If you prefer to make this recipe vegan, just skip making the spiced cheese, use coconut oil, and add all the spices to the sautéing onions.

Serves 4

Time: 30 minutes

SPICED CHEESE

1 cup farmer’s cheese or drained cottage cheese*

½ teaspoon ground cardamom

½ teaspoon ground cinnamon

¼ teaspoon ground cloves (less to taste)

1 large garlic clove, pressed or minced

½ teaspoon salt

GREENS

10 cups chopped kale, collards, and/or chard leaves

2 tablespoons ghee, butter, or coconut oil

2 cups diced onions

Salt

2 large garlic cloves, pressed or minced

1 tablespoon peeled and grated fresh ginger

⅓ teaspoon minced fresh habanero, or ½ teaspoon jalapeño, or more to taste

¼ cup water

Freshly ground black pepper

*Farmer’s cheese, made on farms all over the world, especially in the Middle Eastern and European countries, is a mild-flavored fresh cheese that can be eaten almost immediately after it is made and dried. Friendship brand Farmer’s Cheese comes in 7.5-ounce packages and is a delicious product, often shelved near cottage cheese, yogurt, or specialty cheeses. If you can’t get farmer’s cheese, drain cottage cheese in a sieve for about 20 minutes (discard the liquid) before making the spiced cheese.

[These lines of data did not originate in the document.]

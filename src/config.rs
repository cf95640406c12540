//! Engine configuration
//!
//! One struct per protocol layer; field names follow the stable control
//! mapping names consumed on the generic control channel.

use serde::{Deserialize, Serialize};
use std::time::Duration;

/// Complete stack configuration
#[derive(Debug, Clone, Default, Serialize, Deserialize)]
pub struct TelsigConfig {
    #[serde(default)]
    pub engine: EngineConfig,
    #[serde(default)]
    pub mtp2: Mtp2Config,
    #[serde(default)]
    pub mtp3: Mtp3Config,
    #[serde(default)]
    pub router: RouterConfig,
    #[serde(default)]
    pub isup: IsupConfig,
    #[serde(default)]
    pub sccp: SccpConfig,
    #[serde(default)]
    pub tcap: TcapConfig,
    #[serde(default)]
    pub q921: Q921Config,
    #[serde(default)]
    pub q931: Q931Config,
}

/// Engine root settings
#[derive(Debug, Clone, Serialize, Deserialize)]
pub struct EngineConfig {
    /// Maximum non-critical lock wait in microseconds, 0 = infinite
    pub max_lock_wait: u64,
    /// Default worker sleep when no component asks for less
    pub tick_default_us: u64,
}

/// MTP2 data link settings
#[derive(Debug, Clone, Serialize, Deserialize)]
pub struct Mtp2Config {
    /// Retransmission guard T7
    pub resend_ms: u64,
    /// Alignment abort guard T1
    pub abort_ms: u64,
    /// FISU fill cadence while operational
    pub fill_interval_ms: u64,
    /// Proving period before the link is declared aligned
    pub proving_ms: u64,
    /// Errors tolerated during proving
    pub max_errors: u32,
    /// Keep transmitting fill units on an idle link
    pub fill_link: bool,
    /// Start alignment as soon as the interface reports up
    pub auto_start: bool,
    /// Drop the retransmission queue when realigning
    pub flush_on_align: bool,
    /// Answer an unqualified align request with emergency alignment
    pub auto_emergency: bool,
    /// Error correction: "basic", "preventive" or "adaptive"
    pub error_correction: String,
}

/// MTP3 network settings
#[derive(Debug, Clone, Serialize, Deserialize)]
pub struct Mtp3Config {
    /// Point code dialect name
    pub pointcodetype: String,
    /// Local point code, "network-cluster-member"
    pub local: String,
    /// Adjacent exchange point code
    pub adjacent: String,
    /// Network indicator name
    pub netindicator: String,
    /// Shift SLS right by one before link selection
    pub slc_shift: bool,
    /// Start with all links management-inhibited
    pub inhibit: bool,
    /// Run periodic SLTM link tests
    pub check_links: bool,
    /// Force realignment of links that answer tests badly
    pub force_align: bool,
    /// SLTM send interval T1
    pub check_t1_ms: u64,
    /// SLTA answer guard T2
    pub check_t2_ms: u64,
}

/// Router / STP settings
#[derive(Debug, Clone, Serialize, Deserialize)]
pub struct RouterConfig {
    /// Act as a transfer point between networks
    pub transfer: bool,
    /// Transfer without advertising route changes
    pub transfer_silent: bool,
    /// Restart procedure guard T20
    pub restart_ms: u64,
    /// Isolation guard T1
    pub isolate_ms: u64,
    /// Include restricted routes in route-set tests
    pub test_restricted: bool,
    /// RST/RSR cadence
    pub route_test_ms: u64,
    /// Delay before traffic is declared ok after restart
    pub traffic_ok_ms: u64,
    /// Emit UPU for unknown service indicators
    pub send_unavailable: bool,
    /// Emit TFP when a route becomes prohibited
    pub send_prohibited: bool,
}

/// ISUP controller settings
#[derive(Debug, Clone, Serialize, Deserialize)]
pub struct IsupConfig {
    /// Local point code, "network-cluster-member"
    pub pointcode: String,
    /// Adjacent exchange point code
    pub remote_pointcode: String,
    /// Default SLS strategy: "auto" (per-CIC), "last" or a fixed number
    pub default_sls: String,
    /// Send ACM as soon as the call leaves Setup
    pub early_acm: bool,
    /// Internal Network Number indicator on outgoing called numbers
    pub inn: bool,
    /// Outgoing called/calling number defaults
    pub number_plan: u8,
    pub number_type: u8,
    pub presentation: u8,
    pub screening: u8,
    /// Preferred bearer format name, e.g. "alaw" or "mulaw"
    pub format: String,
    /// Require continuity check on outgoing calls
    pub continuity: bool,
    /// Upper bound on accumulated called digits in overlap mode
    pub max_called_digits: usize,
    /// Replace-circuit attempts after glare or lock collisions
    pub max_replaces: u32,
    /// Reject calls for unknown CICs instead of emitting UCIC
    pub drop_on_unknown: bool,
    /// Lock whole groups rather than single circuits on HW failure
    pub lock_group: bool,
    pub t1_ms: u64,
    pub t5_ms: u64,
    pub t7_ms: u64,
    pub t9_ms: u64,
    pub t12_ms: u64,
    pub t16_ms: u64,
    pub t17_ms: u64,
    pub t18_ms: u64,
    pub t19_ms: u64,
    pub t20_ms: u64,
    pub t21_ms: u64,
    pub t27_ms: u64,
    pub t34_ms: u64,
}

/// SCCP settings
#[derive(Debug, Clone, Serialize, Deserialize)]
pub struct SccpConfig {
    /// Initial hop counter on XUDT/LUDT
    pub hop_counter: u8,
    /// Reassembly abandon timeout
    pub segmentation_timeout_ms: u64,
    /// Endpoint mode: never relay, return on any translation miss
    pub endpoint: bool,
    /// "itu" or "ansi"
    pub dialect: String,
}

/// TCAP settings
#[derive(Debug, Clone, Serialize, Deserialize)]
pub struct TcapConfig {
    pub default_remote_ssn: u8,
    pub default_hop_counter: u8,
    /// Transaction inactivity timeout
    pub transaction_timeout_ms: u64,
    /// "itu" or "ansi"
    pub dialect: String,
}

/// Q.921 settings
#[derive(Debug, Clone, Serialize, Deserialize)]
pub struct Q921Config {
    /// NET side when true, CPE otherwise
    pub network: bool,
    /// Re-establish the data link whenever it drops
    pub auto_restart: bool,
    pub sapi: u8,
    pub tei: u8,
    /// Maximum I-frame payload (N201)
    pub max_user_data: usize,
    pub t200_ms: u64,
    pub t203_ms: u64,
    /// Retransmission bound N200
    pub n200: u32,
}

/// Q.931 settings
#[derive(Debug, Clone, Serialize, Deserialize)]
pub struct Q931Config {
    /// Behaviour preset name, e.g. "euro-isdn-e1", "national-isdn-t1"
    pub switchtype: String,
    pub primary_rate: bool,
    pub allow_segmentation: bool,
    pub max_segments: u8,
    pub t302_ms: u64,
    pub t303_ms: u64,
    pub t304_ms: u64,
    pub t305_ms: u64,
    pub t308_ms: u64,
    pub t309_ms: u64,
    pub t313_ms: u64,
    pub t314_ms: u64,
    pub t316_ms: u64,
    /// RESTART retransmission bound
    pub n316: u32,
}

impl Default for EngineConfig {
    fn default() -> Self {
        Self { max_lock_wait: 10_000, tick_default_us: 5_000 }
    }
}

impl Default for Mtp2Config {
    fn default() -> Self {
        Self {
            resend_ms: 250,
            abort_ms: 5_000,
            fill_interval_ms: 20,
            proving_ms: 500,
            max_errors: 4,
            fill_link: true,
            auto_start: true,
            flush_on_align: false,
            auto_emergency: true,
            error_correction: "basic".to_string(),
        }
    }
}

impl Default for Mtp3Config {
    fn default() -> Self {
        Self {
            pointcodetype: "itu".to_string(),
            local: "0-0-0".to_string(),
            adjacent: "0-0-0".to_string(),
            netindicator: "national".to_string(),
            slc_shift: false,
            inhibit: false,
            check_links: true,
            force_align: false,
            check_t1_ms: 30_000,
            check_t2_ms: 60_000,
        }
    }
}

impl Default for RouterConfig {
    fn default() -> Self {
        Self {
            transfer: false,
            transfer_silent: false,
            restart_ms: 60_000,
            isolate_ms: 1_000,
            test_restricted: false,
            route_test_ms: 30_000,
            traffic_ok_ms: 5_000,
            send_unavailable: true,
            send_prohibited: true,
        }
    }
}

impl Default for IsupConfig {
    fn default() -> Self {
        Self {
            pointcode: "0-0-0".to_string(),
            remote_pointcode: "0-0-0".to_string(),
            default_sls: "auto".to_string(),
            early_acm: true,
            inn: false,
            number_plan: 1,
            number_type: 3,
            presentation: 0,
            screening: 3,
            format: "alaw".to_string(),
            continuity: false,
            max_called_digits: 24,
            max_replaces: 3,
            drop_on_unknown: false,
            lock_group: false,
            t1_ms: 15_000,
            t5_ms: 300_000,
            t7_ms: 25_000,
            t9_ms: 0,
            t12_ms: 20_000,
            t16_ms: 15_000,
            t17_ms: 300_000,
            t18_ms: 20_000,
            t19_ms: 300_000,
            t20_ms: 20_000,
            t21_ms: 300_000,
            t27_ms: 240_000,
            t34_ms: 3_000,
        }
    }
}

impl Default for SccpConfig {
    fn default() -> Self {
        Self {
            hop_counter: 15,
            segmentation_timeout_ms: 10_000,
            endpoint: false,
            dialect: "itu".to_string(),
        }
    }
}

impl Default for TcapConfig {
    fn default() -> Self {
        Self {
            default_remote_ssn: 0,
            default_hop_counter: 15,
            transaction_timeout_ms: 30_000,
            dialect: "itu".to_string(),
        }
    }
}

impl Default for Q921Config {
    fn default() -> Self {
        Self {
            network: false,
            auto_restart: true,
            sapi: 0,
            tei: 0,
            max_user_data: 260,
            t200_ms: 1_000,
            t203_ms: 10_000,
            n200: 3,
        }
    }
}

impl Default for Q931Config {
    fn default() -> Self {
        Self {
            switchtype: "euro-isdn-e1".to_string(),
            primary_rate: true,
            allow_segmentation: false,
            max_segments: 8,
            t302_ms: 10_000,
            t303_ms: 4_000,
            t304_ms: 20_000,
            t305_ms: 30_000,
            t308_ms: 4_000,
            t309_ms: 90_000,
            t313_ms: 4_000,
            t314_ms: 4_000,
            t316_ms: 120_000,
            n316: 2,
        }
    }
}

impl TelsigConfig {
    /// Load configuration from a JSON file
    pub fn from_file(path: &str) -> Result<Self, crate::TelsigError> {
        let content = std::fs::read_to_string(path)
            .map_err(|e| crate::TelsigError::Config(e.to_string()))?;
        serde_json::from_str(&content).map_err(|e| crate::TelsigError::Config(e.to_string()))
    }
}

impl Q921Config {
    pub fn t200(&self) -> Duration {
        Duration::from_millis(self.t200_ms)
    }

    pub fn t203(&self) -> Duration {
        Duration::from_millis(self.t203_ms)
    }
}

#[cfg(test)]
mod tests {
    use super::*;

    #[test]
    fn partial_json_uses_defaults() {
        let cfg: TelsigConfig =
            serde_json::from_str(r#"{"mtp3": {"pointcodetype": "ansi", "local": "1-20-3",
                "adjacent": "1-20-9",
                "netindicator": "national", "slc_shift": true, "inhibit": false,
                "check_links": true, "force_align": false,
                "check_t1_ms": 30000, "check_t2_ms": 60000}}"#)
                .unwrap();
        assert_eq!(cfg.mtp3.pointcodetype, "ansi");
        assert!(cfg.mtp3.slc_shift);
        assert_eq!(cfg.mtp2.resend_ms, 250);
        assert_eq!(cfg.isup.max_called_digits, 24);
    }
}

Make the spiced cheese: Mix together the cheese, cardamom, cinnamon, cloves, garlic, and salt and set aside while you prepare the greens.

Make the greens: In a large skillet or pot on medium-low heat, warm the ghee and cook the onions with a sprinkling of salt for about 10 minutes, or until softened. Add the garlic, ginger, and hot pepper and cook for a couple of minutes. Increase the heat to medium and add the chopped greens in batches: toss frequently and as the leaves wilt, add more. Add the water, cover, and cook until the greens are soft but still bright green. Season with additional salt and black pepper to taste.

Combine the greens and spiced cheese in a serving bowl, or serve by spreading the spiced cheese on a platter and piling the greens on top.

SERVING AND MENU IDEAS

Ethiopian Greens makes a wonderful meal with Simple Seasoned Tofu and Cracked Freekeh with Dried Cherries and Almonds, or serve it with Cashew-Crusted Chickpea Burgers and Jeweled Rice.

GHEE

Ghee is a type of clarified butter made by long simmering. During the simmer, the milk solids caramelize, making ghee nutty-tasting and aromatic. Simmering removes the moisture, and straining removes the residue of solids, giving ghee a high smoke point (482°F). Ghee originated in India and is used in the cuisines of India, Nepal, the Middle East, and North Africa.

Ghee doesn’t need to be refrigerated, but light and moisture degrade it, so store it in an airtight container in the dark; it will keep for a couple of months at room temperature. Unopened in the refrigerator, ghee will keep for up to a year, but if you’ll use it often, don’t keep it in the fridge because when you open the container to warm air, water will condense on the ghee.

It is purported to have many health benefits and is high in vitamins A, D, and E, antioxidants, medium- and short-chain fatty acids, and butyric acid. Many people who are lactose- or casein- intolerant do not react to ghee because the milk solids and imperfections have been removed.